Oil prices are heading towards the longest weekly gain streak since 2015, closing the eighth consecutive week with gains. Futures rose 1.1 percent in the New York market on Thursday, heading towards $82 a barrel, while Brent oil hit $85 for the first time since October 2018.
According to official data released by the Energy Information Administration, crude oil inventories in Oklahoma fell by around 2 million barrels.

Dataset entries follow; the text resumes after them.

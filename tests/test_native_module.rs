//! Loading a real extension module through the platform dynamic linker.
//!
//! The module under `tests/fixtures/gadget` is built once per test run into
//! the test target directory.

extern crate just_embed;
#[macro_use]
extern crate lazy_static;

mod common;

use std::env::consts::{DLL_PREFIX, DLL_SUFFIX};
use std::fs;
use std::path::{Path, PathBuf};
use std::process::Command;
use std::rc::Rc;

use tempfile::TempDir;

use just_embed::config::UnloadPolicy;
use just_embed::engine::{Engine, HeapEngine, JsValue};
use just_embed::runner::class_registry;
use just_embed::runner::plugin::loader::module_file_name;
use just_embed::runner::plugin::DylibLoader;
use just_embed::{Context, ContextOptions};

lazy_static! {
    static ref GADGET_LIBRARY: PathBuf = build_gadget();
}

fn build_gadget() -> PathBuf {
    let manifest = Path::new(env!("CARGO_MANIFEST_DIR")).join("tests/fixtures/gadget/Cargo.toml");
    let target_dir = Path::new(env!("CARGO_TARGET_TMPDIR")).join("fixtures");
    let output = Command::new(option_env!("CARGO").unwrap_or("cargo"))
        .arg("build")
        .arg("--offline")
        .arg("--manifest-path")
        .arg(&manifest)
        .arg("--target-dir")
        .arg(&target_dir)
        .output()
        .expect("failed to run cargo");
    assert!(
        output.status.success(),
        "building the gadget module failed:\n{}",
        String::from_utf8_lossy(&output.stderr)
    );
    let library = target_dir
        .join("debug")
        .join(format!("{}gadget{}", DLL_PREFIX, DLL_SUFFIX));
    assert!(library.is_file(), "{:?} was not produced", library);
    library
}

/// A fresh directory holding the gadget module under its module file name.
fn module_dir() -> TempDir {
    let dir = tempfile::tempdir().unwrap();
    fs::copy(&*GADGET_LIBRARY, dir.path().join(module_file_name("gadget"))).unwrap();
    dir
}

fn context_in(heap: &Rc<HeapEngine>, dir: &Path, policy: UnloadPolicy) -> Context {
    common::init_tracing();
    Context::new(
        heap.clone(),
        ContextOptions::new()
            .search_path(dir)
            .with_loader(Rc::new(DylibLoader))
            .unload_policy(policy),
    )
    .unwrap()
}

#[test]
fn test_native_module_loads_and_runs() {
    let dir = module_dir();
    let heap = Rc::new(HeapEngine::new());
    let mut ctx = context_in(&heap, dir.path(), UnloadPolicy::Unload);

    let exports = ctx.load_module("gadget").unwrap();
    assert_eq!(ctx.loaded_modules(), vec!["gadget".to_string()]);
    ctx.set("gadget", exports);
    assert_eq!(ctx.run_script("gadget.name").unwrap(), JsValue::from("gadget"));
    assert_eq!(ctx.run_script("gadget.ready").unwrap(), JsValue::Boolean(true));
    assert_eq!(ctx.run_script("gadget.answer()").unwrap(), JsValue::from(42));
    assert_eq!(ctx.run_script("gadget.Gadget.kind").unwrap(), JsValue::from("gadget"));
}

#[test]
fn test_native_module_reload_returns_same_exports() {
    let dir = module_dir();
    let heap = Rc::new(HeapEngine::new());
    let mut ctx = context_in(&heap, dir.path(), UnloadPolicy::Retain);

    let first = ctx.load_module("gadget").unwrap();
    let second = ctx.load_module("gadget").unwrap();
    assert_eq!(first, second);
    assert_eq!(ctx.module_count(), 1);
}

#[test]
fn test_native_module_classes_land_in_host_registry() {
    let dir = module_dir();
    let heap = Rc::new(HeapEngine::new());
    let mut ctx = context_in(&heap, dir.path(), UnloadPolicy::Unload);
    let isolate = ctx.isolate().unwrap();

    let before = heap.persistent_count(isolate);
    ctx.load_module("gadget").unwrap();
    assert_eq!(class_registry::class_count(isolate), 1);
    // Exports, class prototype and wrapped instance.
    assert_eq!(heap.persistent_count(isolate), before + 3);

    ctx.destroy();
    assert_eq!(class_registry::class_count(isolate), 0);
    assert!(!heap.is_alive(isolate));
    assert_eq!(heap.disposed_isolates(), 1);
}

#[test]
fn test_native_module_context_releases_engine() {
    let dir = module_dir();
    let heap = Rc::new(HeapEngine::new());
    {
        let mut ctx = context_in(&heap, dir.path(), UnloadPolicy::Unload);
        ctx.load_module("gadget").unwrap();
        assert!(Rc::strong_count(&heap) > 1);
        ctx.destroy();
    }
    assert_eq!(Rc::strong_count(&heap), 1);
    assert_eq!(heap.live_isolates(), 0);
}

#[test]
fn test_native_module_found_in_working_directory() {
    let dir = module_dir();
    std::env::set_current_dir(dir.path()).unwrap();

    let heap = Rc::new(HeapEngine::new());
    let mut ctx = Context::new(heap.clone(), ContextOptions::new()).unwrap();
    assert!(ctx.search_paths().is_empty());
    let exports = ctx.load_module("gadget").unwrap();
    ctx.set("gadget", exports);
    assert_eq!(ctx.run_script("gadget.answer()").unwrap(), JsValue::from(42));
    ctx.destroy();
    assert_eq!(heap.current_isolate(), None);
}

The International Energy Agency said that rising natural gas and coal prices could increase the use of oil in electricity generation, which could increase global oil demand by 500 million barrels per day in 6 months.
Revising its 2021 oil demand growth forecast to 5.5 million barrels per day, the IEA increased its demand forecast for 2022 to 3.3 million barrels per day.
Demand for Electricity Production From Oil Will Increase Even More
IEA emphasized that the demand for electricity production from oil will increase further if the natural gas shortage experienced with the global economic recovery continues like this.
OPEC, on the other hand, updated its global oil demand forecast for this year downwards in its monthly market report and warned its members to follow the markets closely. OPEC said that with the rise in natural gas prices, the demand for oil in sectors such as energy production may increase, but the production in refineries may decrease.
West Texas Oil for November delivery advanced 0.7 percent to $82.40 a barrel on the Nymex market.
Brent oil for December delivery rose 0.7 percent to $85.60 a barrel on the London ICE Futures Europe market.